Please check every line of the listing for "last" and copy each line where it is found.

BEGIN

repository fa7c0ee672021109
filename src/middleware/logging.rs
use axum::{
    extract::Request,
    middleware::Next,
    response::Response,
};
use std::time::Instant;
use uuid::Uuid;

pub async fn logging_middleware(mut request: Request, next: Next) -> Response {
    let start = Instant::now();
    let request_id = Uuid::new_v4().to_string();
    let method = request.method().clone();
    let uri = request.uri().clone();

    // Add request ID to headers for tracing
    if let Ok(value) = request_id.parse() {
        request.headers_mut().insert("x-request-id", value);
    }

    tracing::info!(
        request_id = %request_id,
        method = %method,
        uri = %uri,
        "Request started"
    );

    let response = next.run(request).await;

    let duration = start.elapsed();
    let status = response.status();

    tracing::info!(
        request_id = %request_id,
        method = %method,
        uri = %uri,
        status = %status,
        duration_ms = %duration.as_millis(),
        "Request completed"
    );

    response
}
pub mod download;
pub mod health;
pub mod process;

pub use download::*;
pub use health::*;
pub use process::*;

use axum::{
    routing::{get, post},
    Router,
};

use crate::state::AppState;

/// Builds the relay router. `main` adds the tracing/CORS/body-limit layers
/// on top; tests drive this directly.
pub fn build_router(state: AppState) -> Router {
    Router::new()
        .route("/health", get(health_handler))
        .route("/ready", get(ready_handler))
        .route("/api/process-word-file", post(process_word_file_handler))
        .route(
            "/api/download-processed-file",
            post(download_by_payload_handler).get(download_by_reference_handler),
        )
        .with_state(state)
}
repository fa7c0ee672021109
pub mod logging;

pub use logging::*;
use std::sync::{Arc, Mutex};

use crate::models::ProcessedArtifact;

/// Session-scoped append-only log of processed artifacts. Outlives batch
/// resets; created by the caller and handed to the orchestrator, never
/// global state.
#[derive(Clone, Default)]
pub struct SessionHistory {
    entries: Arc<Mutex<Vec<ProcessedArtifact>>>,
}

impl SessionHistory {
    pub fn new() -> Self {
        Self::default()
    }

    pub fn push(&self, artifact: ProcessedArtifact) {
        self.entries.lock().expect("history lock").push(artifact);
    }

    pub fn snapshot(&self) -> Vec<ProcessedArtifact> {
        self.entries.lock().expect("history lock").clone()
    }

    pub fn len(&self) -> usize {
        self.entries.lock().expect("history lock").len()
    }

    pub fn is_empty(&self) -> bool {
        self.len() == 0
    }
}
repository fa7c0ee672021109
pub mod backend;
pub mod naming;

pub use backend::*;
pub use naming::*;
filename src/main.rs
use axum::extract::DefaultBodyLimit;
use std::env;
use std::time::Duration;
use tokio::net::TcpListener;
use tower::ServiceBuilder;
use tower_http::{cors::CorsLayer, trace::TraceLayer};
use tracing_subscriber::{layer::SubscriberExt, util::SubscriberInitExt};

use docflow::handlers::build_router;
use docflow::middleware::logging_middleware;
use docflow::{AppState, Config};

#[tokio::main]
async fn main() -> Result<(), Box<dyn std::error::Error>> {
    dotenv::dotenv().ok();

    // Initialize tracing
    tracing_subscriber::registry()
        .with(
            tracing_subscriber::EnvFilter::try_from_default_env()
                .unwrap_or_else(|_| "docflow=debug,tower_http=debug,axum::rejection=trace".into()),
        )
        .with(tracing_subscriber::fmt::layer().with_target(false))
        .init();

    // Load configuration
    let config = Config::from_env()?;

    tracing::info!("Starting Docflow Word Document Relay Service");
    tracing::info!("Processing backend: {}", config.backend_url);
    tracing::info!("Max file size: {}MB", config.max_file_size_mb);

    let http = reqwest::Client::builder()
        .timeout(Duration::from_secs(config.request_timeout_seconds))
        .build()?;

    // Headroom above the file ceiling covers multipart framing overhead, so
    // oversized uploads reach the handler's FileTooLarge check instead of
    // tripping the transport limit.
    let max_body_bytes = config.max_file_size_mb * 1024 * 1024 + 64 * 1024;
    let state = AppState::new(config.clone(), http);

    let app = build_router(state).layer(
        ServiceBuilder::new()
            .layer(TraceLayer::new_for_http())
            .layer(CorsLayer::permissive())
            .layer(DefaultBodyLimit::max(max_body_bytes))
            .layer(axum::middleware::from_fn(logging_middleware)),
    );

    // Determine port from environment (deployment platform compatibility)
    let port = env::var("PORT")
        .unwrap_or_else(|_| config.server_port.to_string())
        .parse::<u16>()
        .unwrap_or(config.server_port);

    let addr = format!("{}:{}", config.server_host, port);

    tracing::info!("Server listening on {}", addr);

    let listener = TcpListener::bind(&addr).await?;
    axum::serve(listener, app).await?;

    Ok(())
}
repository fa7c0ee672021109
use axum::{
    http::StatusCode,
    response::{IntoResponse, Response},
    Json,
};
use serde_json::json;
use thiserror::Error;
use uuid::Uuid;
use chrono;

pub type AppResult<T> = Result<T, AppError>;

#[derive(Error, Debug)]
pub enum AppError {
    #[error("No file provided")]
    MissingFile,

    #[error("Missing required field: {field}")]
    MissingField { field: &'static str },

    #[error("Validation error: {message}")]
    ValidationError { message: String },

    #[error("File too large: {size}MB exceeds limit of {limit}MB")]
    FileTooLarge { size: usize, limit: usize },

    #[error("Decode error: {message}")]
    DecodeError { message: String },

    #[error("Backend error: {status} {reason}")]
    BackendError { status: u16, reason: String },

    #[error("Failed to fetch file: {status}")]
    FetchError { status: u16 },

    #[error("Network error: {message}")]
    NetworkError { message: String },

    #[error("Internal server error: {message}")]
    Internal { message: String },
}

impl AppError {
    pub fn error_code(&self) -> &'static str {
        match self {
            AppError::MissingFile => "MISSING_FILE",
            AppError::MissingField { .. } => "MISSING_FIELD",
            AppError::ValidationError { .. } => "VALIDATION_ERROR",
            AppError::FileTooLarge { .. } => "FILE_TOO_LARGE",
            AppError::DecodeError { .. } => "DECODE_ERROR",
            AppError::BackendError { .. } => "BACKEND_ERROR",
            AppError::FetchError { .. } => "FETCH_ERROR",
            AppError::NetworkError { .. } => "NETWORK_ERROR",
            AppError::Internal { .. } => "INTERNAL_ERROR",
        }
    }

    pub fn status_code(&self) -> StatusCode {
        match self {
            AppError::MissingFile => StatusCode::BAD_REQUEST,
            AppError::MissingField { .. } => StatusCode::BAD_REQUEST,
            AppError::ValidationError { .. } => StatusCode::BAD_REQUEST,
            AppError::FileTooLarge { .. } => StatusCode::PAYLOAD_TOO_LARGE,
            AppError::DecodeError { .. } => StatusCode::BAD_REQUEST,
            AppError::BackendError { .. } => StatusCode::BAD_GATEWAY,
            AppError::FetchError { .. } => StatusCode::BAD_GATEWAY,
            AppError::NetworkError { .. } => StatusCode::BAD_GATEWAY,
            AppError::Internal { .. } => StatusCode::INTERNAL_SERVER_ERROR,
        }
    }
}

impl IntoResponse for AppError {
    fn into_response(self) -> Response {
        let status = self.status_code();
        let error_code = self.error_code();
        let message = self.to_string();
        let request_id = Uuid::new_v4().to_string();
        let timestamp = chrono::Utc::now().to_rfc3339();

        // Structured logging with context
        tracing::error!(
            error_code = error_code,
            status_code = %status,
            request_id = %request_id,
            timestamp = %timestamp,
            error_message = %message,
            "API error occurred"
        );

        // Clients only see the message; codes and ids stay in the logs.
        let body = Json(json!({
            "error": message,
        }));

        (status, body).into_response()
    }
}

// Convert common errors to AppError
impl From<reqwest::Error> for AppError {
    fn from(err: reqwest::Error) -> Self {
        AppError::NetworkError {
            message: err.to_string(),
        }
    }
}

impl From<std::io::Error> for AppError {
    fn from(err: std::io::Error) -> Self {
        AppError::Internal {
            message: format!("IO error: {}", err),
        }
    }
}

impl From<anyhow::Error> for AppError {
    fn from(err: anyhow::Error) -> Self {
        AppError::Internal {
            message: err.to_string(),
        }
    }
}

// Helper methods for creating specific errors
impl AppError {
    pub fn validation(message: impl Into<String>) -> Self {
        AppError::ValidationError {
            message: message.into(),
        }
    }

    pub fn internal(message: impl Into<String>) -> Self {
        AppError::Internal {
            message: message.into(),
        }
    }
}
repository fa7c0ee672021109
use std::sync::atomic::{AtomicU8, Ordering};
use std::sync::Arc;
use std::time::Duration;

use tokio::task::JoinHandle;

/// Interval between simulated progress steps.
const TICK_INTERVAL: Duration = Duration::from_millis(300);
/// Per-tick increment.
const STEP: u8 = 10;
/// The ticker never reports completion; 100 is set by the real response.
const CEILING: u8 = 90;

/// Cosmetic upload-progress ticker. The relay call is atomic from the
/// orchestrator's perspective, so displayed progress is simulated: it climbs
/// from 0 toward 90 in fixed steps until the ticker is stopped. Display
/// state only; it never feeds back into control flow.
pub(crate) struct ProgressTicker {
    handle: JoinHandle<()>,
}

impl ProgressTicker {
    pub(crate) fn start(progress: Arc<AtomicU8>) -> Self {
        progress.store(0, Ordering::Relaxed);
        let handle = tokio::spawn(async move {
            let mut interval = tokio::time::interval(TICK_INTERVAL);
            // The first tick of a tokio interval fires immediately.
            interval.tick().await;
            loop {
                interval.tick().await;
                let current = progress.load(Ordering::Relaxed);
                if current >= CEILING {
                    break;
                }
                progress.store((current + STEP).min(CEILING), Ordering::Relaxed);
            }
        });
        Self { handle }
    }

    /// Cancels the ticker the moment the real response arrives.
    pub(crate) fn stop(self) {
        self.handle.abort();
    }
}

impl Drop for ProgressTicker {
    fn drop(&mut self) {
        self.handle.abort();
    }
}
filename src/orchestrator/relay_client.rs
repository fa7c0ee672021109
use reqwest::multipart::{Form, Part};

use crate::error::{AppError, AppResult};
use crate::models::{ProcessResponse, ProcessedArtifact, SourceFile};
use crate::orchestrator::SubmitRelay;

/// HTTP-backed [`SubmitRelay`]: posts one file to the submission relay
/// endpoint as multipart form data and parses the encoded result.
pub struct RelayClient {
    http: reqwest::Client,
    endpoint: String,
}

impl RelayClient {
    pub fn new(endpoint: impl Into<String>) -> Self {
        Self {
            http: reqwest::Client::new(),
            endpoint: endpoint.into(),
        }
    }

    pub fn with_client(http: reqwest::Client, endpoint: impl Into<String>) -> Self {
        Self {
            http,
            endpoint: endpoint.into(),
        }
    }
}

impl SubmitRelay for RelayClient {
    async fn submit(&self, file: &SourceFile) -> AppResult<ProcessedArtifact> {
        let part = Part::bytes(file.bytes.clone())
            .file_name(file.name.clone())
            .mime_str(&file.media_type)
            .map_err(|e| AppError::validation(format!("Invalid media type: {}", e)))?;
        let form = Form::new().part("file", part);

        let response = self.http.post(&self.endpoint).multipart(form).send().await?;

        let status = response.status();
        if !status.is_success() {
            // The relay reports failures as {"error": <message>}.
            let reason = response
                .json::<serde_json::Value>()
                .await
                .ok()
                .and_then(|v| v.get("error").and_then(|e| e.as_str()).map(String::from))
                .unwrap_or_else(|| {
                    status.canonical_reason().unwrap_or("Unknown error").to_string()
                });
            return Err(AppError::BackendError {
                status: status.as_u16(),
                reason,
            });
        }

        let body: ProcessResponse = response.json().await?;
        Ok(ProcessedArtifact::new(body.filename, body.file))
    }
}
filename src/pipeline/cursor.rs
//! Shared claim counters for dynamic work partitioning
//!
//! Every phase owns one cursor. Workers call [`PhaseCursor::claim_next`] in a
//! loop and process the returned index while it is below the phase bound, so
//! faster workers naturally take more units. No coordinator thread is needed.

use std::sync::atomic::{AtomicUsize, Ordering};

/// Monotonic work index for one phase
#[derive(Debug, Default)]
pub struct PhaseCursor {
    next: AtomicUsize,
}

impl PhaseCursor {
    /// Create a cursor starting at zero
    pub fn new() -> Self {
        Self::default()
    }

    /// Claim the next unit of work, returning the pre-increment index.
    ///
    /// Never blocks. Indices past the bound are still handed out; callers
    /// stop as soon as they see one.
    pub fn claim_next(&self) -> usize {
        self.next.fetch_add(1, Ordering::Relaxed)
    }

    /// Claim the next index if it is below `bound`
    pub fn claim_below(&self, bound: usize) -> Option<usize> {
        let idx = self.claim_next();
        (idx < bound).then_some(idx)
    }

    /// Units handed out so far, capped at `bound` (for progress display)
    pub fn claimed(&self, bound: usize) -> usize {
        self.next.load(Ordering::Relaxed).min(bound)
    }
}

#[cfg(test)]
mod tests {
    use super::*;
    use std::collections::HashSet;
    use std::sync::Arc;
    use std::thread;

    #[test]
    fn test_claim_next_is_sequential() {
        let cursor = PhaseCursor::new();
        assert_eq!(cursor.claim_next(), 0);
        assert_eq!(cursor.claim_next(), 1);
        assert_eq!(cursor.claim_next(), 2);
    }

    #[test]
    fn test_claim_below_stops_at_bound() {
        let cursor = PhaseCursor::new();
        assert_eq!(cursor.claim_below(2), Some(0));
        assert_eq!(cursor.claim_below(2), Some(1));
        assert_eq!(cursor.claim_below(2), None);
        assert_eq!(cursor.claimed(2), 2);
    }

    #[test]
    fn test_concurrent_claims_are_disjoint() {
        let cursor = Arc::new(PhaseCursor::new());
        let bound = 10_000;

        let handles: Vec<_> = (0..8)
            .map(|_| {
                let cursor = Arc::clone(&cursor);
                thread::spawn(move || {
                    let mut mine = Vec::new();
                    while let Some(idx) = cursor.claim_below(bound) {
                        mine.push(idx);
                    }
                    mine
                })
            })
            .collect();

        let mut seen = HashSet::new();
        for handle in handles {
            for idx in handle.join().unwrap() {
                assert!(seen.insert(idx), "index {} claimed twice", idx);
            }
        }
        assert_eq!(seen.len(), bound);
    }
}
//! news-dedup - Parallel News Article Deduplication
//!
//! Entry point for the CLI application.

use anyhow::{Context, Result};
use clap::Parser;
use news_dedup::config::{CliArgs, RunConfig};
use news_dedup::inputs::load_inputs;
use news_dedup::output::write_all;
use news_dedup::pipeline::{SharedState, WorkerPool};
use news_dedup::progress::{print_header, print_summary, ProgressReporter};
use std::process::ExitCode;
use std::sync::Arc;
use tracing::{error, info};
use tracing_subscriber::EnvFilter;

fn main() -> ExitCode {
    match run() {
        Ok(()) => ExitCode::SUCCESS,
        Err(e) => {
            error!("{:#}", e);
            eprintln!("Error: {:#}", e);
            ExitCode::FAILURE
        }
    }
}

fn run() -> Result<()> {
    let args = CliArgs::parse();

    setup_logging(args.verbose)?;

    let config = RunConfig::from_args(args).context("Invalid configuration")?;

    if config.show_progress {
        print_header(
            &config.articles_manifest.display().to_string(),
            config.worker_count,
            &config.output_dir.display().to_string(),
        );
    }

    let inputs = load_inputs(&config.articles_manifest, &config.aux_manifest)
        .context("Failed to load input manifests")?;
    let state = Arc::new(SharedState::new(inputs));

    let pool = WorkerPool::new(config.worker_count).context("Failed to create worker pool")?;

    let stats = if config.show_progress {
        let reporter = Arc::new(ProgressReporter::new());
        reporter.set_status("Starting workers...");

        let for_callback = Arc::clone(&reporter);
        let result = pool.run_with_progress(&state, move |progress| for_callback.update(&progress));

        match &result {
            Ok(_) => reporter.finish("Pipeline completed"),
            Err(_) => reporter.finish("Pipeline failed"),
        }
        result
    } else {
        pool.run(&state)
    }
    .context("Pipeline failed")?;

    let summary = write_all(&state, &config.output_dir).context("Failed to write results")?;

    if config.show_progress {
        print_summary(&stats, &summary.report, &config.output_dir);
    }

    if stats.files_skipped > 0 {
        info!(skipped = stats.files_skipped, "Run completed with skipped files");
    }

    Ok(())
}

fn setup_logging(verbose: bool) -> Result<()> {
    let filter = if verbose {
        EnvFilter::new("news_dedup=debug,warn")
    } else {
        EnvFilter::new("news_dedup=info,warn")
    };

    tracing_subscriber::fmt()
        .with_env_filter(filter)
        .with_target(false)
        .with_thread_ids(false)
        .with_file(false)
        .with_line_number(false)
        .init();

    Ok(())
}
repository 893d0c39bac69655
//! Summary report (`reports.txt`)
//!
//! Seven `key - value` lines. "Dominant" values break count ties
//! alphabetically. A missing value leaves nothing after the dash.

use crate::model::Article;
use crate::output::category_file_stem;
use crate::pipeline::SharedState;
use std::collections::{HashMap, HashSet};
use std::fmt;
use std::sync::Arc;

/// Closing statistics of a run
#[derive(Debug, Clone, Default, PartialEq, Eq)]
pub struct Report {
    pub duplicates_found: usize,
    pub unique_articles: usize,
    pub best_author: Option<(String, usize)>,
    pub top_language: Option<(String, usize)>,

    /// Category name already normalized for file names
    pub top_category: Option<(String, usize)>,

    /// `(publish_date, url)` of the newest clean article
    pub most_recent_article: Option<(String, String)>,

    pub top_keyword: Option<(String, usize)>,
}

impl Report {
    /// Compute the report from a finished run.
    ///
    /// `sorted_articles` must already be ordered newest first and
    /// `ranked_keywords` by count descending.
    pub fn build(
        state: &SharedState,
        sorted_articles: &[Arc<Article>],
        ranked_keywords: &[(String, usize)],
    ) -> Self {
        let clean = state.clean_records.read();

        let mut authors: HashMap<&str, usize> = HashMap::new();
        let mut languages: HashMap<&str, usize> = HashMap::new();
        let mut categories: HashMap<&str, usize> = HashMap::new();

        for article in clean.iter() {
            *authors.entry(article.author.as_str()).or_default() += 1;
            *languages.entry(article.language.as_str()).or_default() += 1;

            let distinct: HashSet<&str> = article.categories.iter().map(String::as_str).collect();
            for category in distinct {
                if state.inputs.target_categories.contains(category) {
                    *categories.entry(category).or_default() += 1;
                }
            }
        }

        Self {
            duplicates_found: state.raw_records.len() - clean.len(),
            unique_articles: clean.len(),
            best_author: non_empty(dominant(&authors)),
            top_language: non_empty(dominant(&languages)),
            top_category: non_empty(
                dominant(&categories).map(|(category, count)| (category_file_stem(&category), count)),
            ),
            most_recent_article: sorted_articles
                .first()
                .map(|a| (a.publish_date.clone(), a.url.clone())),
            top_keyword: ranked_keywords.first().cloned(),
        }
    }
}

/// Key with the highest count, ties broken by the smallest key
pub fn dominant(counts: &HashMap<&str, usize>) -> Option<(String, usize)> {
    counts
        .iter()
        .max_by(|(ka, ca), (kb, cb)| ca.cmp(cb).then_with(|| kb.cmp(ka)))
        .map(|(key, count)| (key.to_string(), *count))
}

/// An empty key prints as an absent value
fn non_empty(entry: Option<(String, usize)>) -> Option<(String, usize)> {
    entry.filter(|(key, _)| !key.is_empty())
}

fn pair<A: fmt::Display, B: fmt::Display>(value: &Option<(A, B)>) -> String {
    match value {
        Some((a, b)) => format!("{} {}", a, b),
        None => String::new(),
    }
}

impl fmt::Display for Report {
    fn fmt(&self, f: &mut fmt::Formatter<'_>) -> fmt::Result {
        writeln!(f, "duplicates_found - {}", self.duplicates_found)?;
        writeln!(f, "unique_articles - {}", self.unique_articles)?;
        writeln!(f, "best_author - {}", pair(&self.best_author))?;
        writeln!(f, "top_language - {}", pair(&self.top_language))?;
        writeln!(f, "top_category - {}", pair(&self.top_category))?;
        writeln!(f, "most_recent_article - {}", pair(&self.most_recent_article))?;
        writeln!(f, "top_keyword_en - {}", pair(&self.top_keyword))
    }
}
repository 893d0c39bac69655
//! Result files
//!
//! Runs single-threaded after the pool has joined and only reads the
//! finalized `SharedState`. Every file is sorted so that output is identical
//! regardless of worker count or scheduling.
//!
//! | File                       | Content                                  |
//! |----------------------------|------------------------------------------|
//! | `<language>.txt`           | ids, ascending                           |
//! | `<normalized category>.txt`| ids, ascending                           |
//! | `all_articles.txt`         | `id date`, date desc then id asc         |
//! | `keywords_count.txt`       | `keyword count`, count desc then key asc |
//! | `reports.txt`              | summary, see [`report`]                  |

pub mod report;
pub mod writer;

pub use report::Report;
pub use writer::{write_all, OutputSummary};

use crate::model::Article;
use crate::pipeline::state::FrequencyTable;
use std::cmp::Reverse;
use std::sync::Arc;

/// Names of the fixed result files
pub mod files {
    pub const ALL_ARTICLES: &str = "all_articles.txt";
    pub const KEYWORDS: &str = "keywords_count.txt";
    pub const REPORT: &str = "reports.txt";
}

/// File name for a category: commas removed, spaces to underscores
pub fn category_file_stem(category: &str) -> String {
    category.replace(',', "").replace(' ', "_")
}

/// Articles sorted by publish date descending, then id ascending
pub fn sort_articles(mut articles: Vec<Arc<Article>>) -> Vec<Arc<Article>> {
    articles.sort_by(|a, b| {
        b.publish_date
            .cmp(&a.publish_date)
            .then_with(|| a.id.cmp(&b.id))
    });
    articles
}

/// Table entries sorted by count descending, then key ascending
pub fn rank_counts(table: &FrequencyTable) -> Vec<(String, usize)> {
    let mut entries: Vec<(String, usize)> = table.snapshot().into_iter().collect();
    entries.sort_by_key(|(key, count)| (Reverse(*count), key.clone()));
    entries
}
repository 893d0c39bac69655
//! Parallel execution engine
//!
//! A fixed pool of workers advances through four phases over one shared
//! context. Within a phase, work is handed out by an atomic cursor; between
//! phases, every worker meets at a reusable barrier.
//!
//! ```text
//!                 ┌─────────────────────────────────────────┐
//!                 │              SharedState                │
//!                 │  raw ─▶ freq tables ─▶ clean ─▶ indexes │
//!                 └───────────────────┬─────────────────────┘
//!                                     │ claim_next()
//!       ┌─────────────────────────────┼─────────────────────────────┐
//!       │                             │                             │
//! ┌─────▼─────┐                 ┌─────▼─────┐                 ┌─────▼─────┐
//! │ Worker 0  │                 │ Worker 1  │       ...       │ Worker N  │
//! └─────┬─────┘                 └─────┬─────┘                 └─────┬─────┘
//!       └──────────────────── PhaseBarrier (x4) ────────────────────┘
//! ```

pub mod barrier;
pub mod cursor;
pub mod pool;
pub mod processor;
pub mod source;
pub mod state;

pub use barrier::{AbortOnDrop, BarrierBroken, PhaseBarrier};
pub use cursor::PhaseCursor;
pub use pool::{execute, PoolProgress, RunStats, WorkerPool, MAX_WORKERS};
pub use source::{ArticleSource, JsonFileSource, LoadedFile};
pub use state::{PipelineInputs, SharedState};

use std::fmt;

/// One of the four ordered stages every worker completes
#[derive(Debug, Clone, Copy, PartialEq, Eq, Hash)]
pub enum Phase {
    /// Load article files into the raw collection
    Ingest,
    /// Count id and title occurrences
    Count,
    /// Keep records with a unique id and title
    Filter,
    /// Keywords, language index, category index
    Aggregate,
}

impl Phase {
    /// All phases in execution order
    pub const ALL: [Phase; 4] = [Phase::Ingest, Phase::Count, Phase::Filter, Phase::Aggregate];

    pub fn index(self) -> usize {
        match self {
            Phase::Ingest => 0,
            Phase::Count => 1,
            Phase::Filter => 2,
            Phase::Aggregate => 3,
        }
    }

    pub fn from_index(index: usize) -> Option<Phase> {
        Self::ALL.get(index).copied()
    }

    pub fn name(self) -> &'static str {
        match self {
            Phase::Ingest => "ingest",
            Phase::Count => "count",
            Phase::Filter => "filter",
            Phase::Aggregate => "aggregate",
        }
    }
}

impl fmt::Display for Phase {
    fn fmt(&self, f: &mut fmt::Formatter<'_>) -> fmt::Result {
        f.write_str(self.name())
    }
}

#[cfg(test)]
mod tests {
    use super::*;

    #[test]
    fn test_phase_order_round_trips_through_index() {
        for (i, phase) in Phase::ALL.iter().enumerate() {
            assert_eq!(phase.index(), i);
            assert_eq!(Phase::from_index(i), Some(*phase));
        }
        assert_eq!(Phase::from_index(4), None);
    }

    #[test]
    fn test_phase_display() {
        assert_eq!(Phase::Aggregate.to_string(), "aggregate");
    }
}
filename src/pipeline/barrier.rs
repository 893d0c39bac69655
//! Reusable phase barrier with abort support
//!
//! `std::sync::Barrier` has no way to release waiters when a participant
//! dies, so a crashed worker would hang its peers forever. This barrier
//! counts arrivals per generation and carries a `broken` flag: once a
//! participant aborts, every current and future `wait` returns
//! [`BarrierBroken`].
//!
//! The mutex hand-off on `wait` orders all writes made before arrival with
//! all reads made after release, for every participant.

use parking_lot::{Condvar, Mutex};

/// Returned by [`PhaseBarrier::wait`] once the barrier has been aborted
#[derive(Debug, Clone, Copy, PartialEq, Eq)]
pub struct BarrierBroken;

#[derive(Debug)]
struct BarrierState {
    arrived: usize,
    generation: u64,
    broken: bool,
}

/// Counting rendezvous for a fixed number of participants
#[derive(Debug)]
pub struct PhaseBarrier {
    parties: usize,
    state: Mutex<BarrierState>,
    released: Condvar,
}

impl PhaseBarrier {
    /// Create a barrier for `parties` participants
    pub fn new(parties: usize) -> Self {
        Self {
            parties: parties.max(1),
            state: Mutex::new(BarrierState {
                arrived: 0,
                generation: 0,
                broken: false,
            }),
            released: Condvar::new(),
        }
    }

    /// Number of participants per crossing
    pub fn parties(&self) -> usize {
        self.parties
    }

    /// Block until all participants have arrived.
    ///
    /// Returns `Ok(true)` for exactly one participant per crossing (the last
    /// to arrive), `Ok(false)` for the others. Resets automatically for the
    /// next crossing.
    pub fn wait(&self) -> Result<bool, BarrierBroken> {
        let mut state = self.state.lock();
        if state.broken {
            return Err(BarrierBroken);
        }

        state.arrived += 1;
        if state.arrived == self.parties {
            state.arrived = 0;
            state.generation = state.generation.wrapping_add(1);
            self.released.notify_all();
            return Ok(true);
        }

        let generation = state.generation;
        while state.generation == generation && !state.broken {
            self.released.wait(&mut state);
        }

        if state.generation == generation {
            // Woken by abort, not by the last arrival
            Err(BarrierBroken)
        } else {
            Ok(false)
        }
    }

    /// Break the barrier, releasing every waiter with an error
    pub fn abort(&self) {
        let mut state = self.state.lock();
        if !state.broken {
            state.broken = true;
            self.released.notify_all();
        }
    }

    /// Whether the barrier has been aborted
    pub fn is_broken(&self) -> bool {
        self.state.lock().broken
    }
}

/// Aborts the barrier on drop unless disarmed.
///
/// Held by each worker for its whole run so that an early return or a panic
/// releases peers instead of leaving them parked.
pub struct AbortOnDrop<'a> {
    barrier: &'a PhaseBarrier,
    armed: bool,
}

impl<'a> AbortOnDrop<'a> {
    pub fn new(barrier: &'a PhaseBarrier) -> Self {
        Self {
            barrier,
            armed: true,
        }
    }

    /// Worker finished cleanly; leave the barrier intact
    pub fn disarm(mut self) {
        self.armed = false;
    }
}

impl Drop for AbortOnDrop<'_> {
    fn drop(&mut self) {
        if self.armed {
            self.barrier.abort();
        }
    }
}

END

THE COMPLETED TASK:
    /// Returns `Ok(true)` for exactly one participant per crossing (the last
            // Woken by abort, not by the last arrival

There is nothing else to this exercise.